Show every line from the entries that follow which holds the word "users".
START Excerpted records
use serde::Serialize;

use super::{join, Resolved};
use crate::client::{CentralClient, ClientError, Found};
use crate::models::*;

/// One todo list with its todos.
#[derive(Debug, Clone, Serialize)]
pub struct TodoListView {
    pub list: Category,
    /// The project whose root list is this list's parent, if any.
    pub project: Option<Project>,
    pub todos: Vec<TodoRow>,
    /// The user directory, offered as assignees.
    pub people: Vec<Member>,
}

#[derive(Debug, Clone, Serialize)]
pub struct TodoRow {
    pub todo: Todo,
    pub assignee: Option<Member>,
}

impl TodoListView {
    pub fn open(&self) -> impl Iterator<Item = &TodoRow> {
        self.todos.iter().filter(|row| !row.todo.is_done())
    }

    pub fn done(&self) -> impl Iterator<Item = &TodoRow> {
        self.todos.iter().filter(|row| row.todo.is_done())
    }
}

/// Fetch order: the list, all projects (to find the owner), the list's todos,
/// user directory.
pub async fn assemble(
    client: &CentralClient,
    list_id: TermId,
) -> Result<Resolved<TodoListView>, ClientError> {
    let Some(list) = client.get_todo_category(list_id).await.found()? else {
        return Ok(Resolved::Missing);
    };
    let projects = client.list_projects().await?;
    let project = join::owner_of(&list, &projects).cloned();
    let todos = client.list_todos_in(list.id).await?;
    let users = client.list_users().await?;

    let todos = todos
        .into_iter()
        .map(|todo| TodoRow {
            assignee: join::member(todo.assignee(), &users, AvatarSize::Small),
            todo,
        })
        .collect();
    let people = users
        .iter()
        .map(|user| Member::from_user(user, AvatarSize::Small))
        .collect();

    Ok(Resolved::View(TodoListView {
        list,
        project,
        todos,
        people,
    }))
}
END Excerpted records
:: Solution for this task ::
    let users = client.list_users().await?;
            assignee: join::member(todo.assignee(), &users, AvatarSize::Small),
    let people = users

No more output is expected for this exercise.